Fazit: Insgesamt ist sowohl das Forschungsdesign als auch die Auswertung der Studierenden ein Witz. Aber die beiden Blog-Autoren in den USA und Deutschland haben sich offenbar vom Kürzel der Alma Mater (MIT) blenden lassen und konnten fortan nicht mehr richtig lesen. Die Messung der Zeit für das Erfüllen der Aufgaben ist ein Affront bei den Gruppenbedingungen und angesichts der Tatsache, dass die Kontrollgruppe durch LaTex auch noch künstlich gebremst wurde, grenzt in meiner Welt an etwas, das schlimmer als QRP-Methoden ist: Das Herstellen erwünschter Ergebnisse durch das Forschungsdesign selbst. Hier ist nicht die statistische Auswertung das Ziel mangelnder wissenschaftlicher Redlichkeit, sondern die Untersuchung selbst.

English Version:
On march 7th 2023, Josh Bersin, a self-proclaimed HR influencer, summarised a preliminary research paper by MIT PhD students on the topic of white collar worker productivity: It’s about productivity gains from generative AI, in this case ChatGPT, on day-to-day tasks for people who routinely create texts. The paper has not yet gone through the peer-review process, so it is effectively without improvements from experienced researchers. A day later, self-proclaimed network economist Holger Schmidt published a slightly modified German version of this blog post under his own name, without referencing Bershin. Both authors have either not read or not understood the study itself. It contains fundamental errors: the worst is the way it was planned, conducted and reported!

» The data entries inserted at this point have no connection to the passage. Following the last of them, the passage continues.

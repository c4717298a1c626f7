//! Decodes one pyramid tile into a [`Raster`], the bottom of the producer pipeline.
//!
//! Tiles are grouped into slab objects of `slab_width x slab_height` tiles
//! each (16x16 by default). Each slab holds, from
//! [`rok4_storage::TILE_INDEX_OFFSET`], a [`TileIndex`] over its own local
//! grid, followed by the tile bodies themselves. A missing tile (absent
//! from its slab's index, or a column/row outside the matrix) yields a
//! no-data tile rather than an error: the mosaic stage above relies on this
//! to paper over pyramid holes.

use crate::codec::Codec;
use crate::raster::Raster;
use anyhow::Result;
use rok4_core::Blob;
use rok4_geometry::{Level, SampleFormat, TileMatrix};
use rok4_storage::{TILE_INDEX_OFFSET, TileIndex};
use std::time::Duration;

/// The on-disk tile codec, spanning both the raw-plane codecs in
/// [`crate::codec`] and the pixel-container formats in [`crate::format`].
#[derive(Debug, Clone, Copy, PartialEq, Eq)]
pub enum TileFormat {
	Raw,
	Lzw,
	PackBits,
	Zip,
	Jpeg,
	Png,
}

/// How many tiles each storage object groups together, default `16x16`
/// per the conventional ROK4 slab layout.
#[derive(Debug, Clone, Copy, PartialEq, Eq)]
pub struct SlabShape {
	pub width: u32,
	pub height: u32,
}

impl Default for SlabShape {
	fn default() -> Self {
		Self { width: 16, height: 16 }
	}
}

const MAX_ATTEMPTS: u32 = 2;

/// Reads tile `(col, row)` of `level` (whose geometry is described by
/// `tile_matrix`), stored with `format`.
///
/// Out-of-range coordinates and tiles absent from the index both yield a
/// no-data tile. A transient storage failure is retried once with a jittered
/// backoff before propagating; a tile that exists but fails to decode is
/// replaced with a white tile and logged rather than aborting the caller.
///
/// # Errors
/// Returns an error only if storage reads keep failing after the retry budget
/// is exhausted.
pub async fn read_tile(level: &Level, tile_matrix: &TileMatrix, slab_shape: SlabShape, format: TileFormat, col: u64, row: u64) -> Result<Raster> {
	let width = tile_matrix.tile_width as usize;
	let height = tile_matrix.tile_height as usize;
	let channels = level.channels;
	let nodata = nodata_vec(level);

	if col >= tile_matrix.matrix_width || row >= tile_matrix.matrix_height {
		return Ok(Raster::new_nodata(width, height, channels, nodata));
	}

	let Some(bytes) = fetch_tile_bytes(level, slab_shape, col, row).await? else {
		return Ok(Raster::new_nodata(width, height, channels, nodata));
	};

	match decode_tile(format, level.format, &bytes, width, height, channels) {
		Ok(raster) => Ok(raster),
		Err(err) => {
			log::warn!(
				"tile ({col}, {row}) of level '{}' ({}) failed to decode: {err:#}; substituting a white tile",
				level.tile_matrix_id,
				level.storage.describe()
			);
			Ok(Raster::new_nodata(width, height, channels, vec![255.0; channels as usize]))
		}
	}
}

fn nodata_vec(level: &Level) -> Vec<f32> {
	match &level.nodata {
		Some(values) => values.iter().map(|&v| v as f32).collect(),
		None => vec![0.0; level.channels as usize],
	}
}

/// The slab path holding tile `(col, row)`: `<tile_matrix_id>/<slab_col>_<slab_row>.data`.
fn slab_object(level: &Level, slab_shape: SlabShape, col: u64, row: u64) -> (String, u32, u32) {
	let slab_col = col / u64::from(slab_shape.width);
	let slab_row = row / u64::from(slab_shape.height);
	let local_col = (col % u64::from(slab_shape.width)) as u32;
	let local_row = (row % u64::from(slab_shape.height)) as u32;
	(format!("{}/{slab_col}_{slab_row}.data", level.tile_matrix_id), local_col, local_row)
}

/// Fetches the raw, still-encoded bytes of a tile, or `None` if it is absent
/// from its slab's index. Retries transient read failures (index or body)
/// with a jittered backoff derived from the tile's address, since no RNG
/// dependency is otherwise needed in this crate.
async fn fetch_tile_bytes(level: &Level, slab_shape: SlabShape, col: u64, row: u64) -> Result<Option<Blob>> {
	let (object, local_col, local_row) = slab_object(level, slab_shape, col, row);
	let index_len = TileIndex::byte_len(slab_shape.width, slab_shape.height);

	let mut attempt = 0;
	let index_blob = loop {
		attempt += 1;
		match level.storage.read(&object, TILE_INDEX_OFFSET, index_len).await {
			Ok(blob) => break blob,
			Err(err) if attempt < MAX_ATTEMPTS => {
				log::warn!("reading tile index of '{object}' failed (attempt {attempt}): {err:#}; retrying");
				backoff(&object, col, row, attempt).await;
			}
			Err(err) => return Err(err),
		}
	};

	let index = TileIndex::from_blob(slab_shape.width, slab_shape.height, &index_blob)?;
	let Some(range) = index.get(local_col, local_row) else {
		return Ok(None);
	};

	let body_offset = TILE_INDEX_OFFSET + index_len + range.offset;
	attempt = 0;
	loop {
		attempt += 1;
		match level.storage.read(&object, body_offset, range.length).await {
			Ok(blob) => return Ok(Some(blob)),
			Err(err) if attempt < MAX_ATTEMPTS => {
				log::warn!("reading tile ({col}, {row}) body of '{object}' failed (attempt {attempt}): {err:#}; retrying");
				backoff(&object, col, row, attempt).await;
			}
			Err(err) => return Err(err),
		}
	}
}

async fn backoff(object: &str, col: u64, row: u64, attempt: u32) {
	use std::collections::hash_map::DefaultHasher;
	use std::hash::{Hash, Hasher};
	let mut hasher = DefaultHasher::new();
	(object, col, row, attempt).hash(&mut hasher);
	let jitter_ms = hasher.finish() % 250;
	let backoff_ms = 100u64 * u64::from(attempt) + jitter_ms;
	tokio::time::sleep(Duration::from_millis(backoff_ms)).await;
}

fn decode_tile(format: TileFormat, sample_format: SampleFormat, bytes: &Blob, width: usize, height: usize, channels: u8) -> Result<Raster> {
	match format {
		TileFormat::Jpeg => crate::format::jpeg::decode(bytes),
		TileFormat::Png => crate::format::png::decode(bytes),
		TileFormat::Raw | TileFormat::Lzw | TileFormat::PackBits | TileFormat::Zip => {
			let codec = match format {
				TileFormat::Raw => Codec::Raw,
				TileFormat::Lzw => Codec::Lzw,
				TileFormat::PackBits => Codec::PackBits,
				TileFormat::Zip => Codec::Zip,
				TileFormat::Jpeg | TileFormat::Png => unreachable!(),
			};
			let bytes_per_sample = match sample_format {
				SampleFormat::UInt8 => 1,
				SampleFormat::Float32 => 4,
			};
			let expected_len = width * height * channels as usize * bytes_per_sample;
			let raw = codec.decode(bytes, expected_len)?;
			match sample_format {
				SampleFormat::UInt8 => Ok(Raster::from_u8(width, height, channels, vec![0.0; channels as usize], &raw)),
				SampleFormat::Float32 => decode_float32(&raw, width, height, channels),
			}
		}
	}
}

fn decode_float32(raw: &[u8], width: usize, height: usize, channels: u8) -> Result<Raster> {
	use byteorder::{LittleEndian, ReadBytesExt};
	let mut cursor = std::io::Cursor::new(raw);
	let count = width * height * channels as usize;
	let mut data = Vec::with_capacity(count);
	for _ in 0..count {
		data.push(cursor.read_f32::<LittleEndian>()?);
	}
	Raster::new(width, height, channels, vec![0.0; channels as usize], data)
}

#[cfg(test)]
mod tests {
	use super::*;
	use async_trait::async_trait;
	use std::sync::Arc;

	#[derive(Debug)]
	struct EmptyStorage;
	#[async_trait]
	impl rok4_geometry::LevelStorage for EmptyStorage {
		async fn read(&self, _object: &str, _offset: u64, length: u64) -> Result<Blob> {
			Ok(Blob::new_sized(length as usize))
		}
		async fn write(&self, _object: &str, _offset: u64, _data: &Blob) -> Result<()> {
			Ok(())
		}
		async fn exists(&self, _object: &str) -> Result<bool> {
			Ok(false)
		}
		fn describe(&self) -> String {
			"empty".to_string()
		}
	}

	fn level() -> Level {
		Level {
			tile_matrix_id: "0".to_string(),
			storage: Arc::new(EmptyStorage),
			format: SampleFormat::UInt8,
			channels: 3,
			nodata: Some(vec![1.0, 2.0, 3.0]),
		}
	}

	fn matrix() -> TileMatrix {
		TileMatrix::new("0", 10.0, 0.0, 0.0, 4, 4, 2, 2).unwrap()
	}

	#[tokio::test]
	async fn out_of_range_tile_is_nodata() {
		let raster = read_tile(&level(), &matrix(), SlabShape::default(), TileFormat::Raw, 99, 99).await.unwrap();
		assert_eq!(raster.data()[0..3], [1.0, 2.0, 3.0]);
	}

	#[tokio::test]
	async fn missing_tile_in_empty_index_is_nodata() {
		let raster = read_tile(&level(), &matrix(), SlabShape::default(), TileFormat::Raw, 0, 0).await.unwrap();
		assert_eq!(raster.data()[0..3], [1.0, 2.0, 3.0]);
	}
}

It is a study in which employees such as copywriters, grantwriters, consultants, data analysts, hr professionals and managers, who had been in college, are asked to write their own texts. These texts include press releases, news briefs, analysis reports and dodgy emails. The first three types make up the lion’s share of GPT learning because the web is full of them. And the language model called GPT has been trained on 45 terabytes of web data. Please bear this in mind! The quality of the test subjects‘ texts, i.e. their task solutions, was assessed (blinded) by experienced professionals working in the very professions where such texts are sold as a service. This means that to a large extent they produced the very content that made the language model „intelligent“! Evaluators should be careful. They should treat the work as they would in a normal working environment. The assessors will give an overall mark and separate marks for quality of writing, quality of content and originality. Each paper is seen by three raters, with an average correlation between the raters of 0.44. The authors of the study call this the cross-rater correlation. This is a term that Google throws out exactly once, because it only appears in this one paper! So it’s a fantasy score! The value could indicate reliability, which is usually given as inter-rater reliability (IRR) with the associated procedure (Cohen’s kappa, Fleiss’s kappa, ICCs). If you work with R, you know the irr package.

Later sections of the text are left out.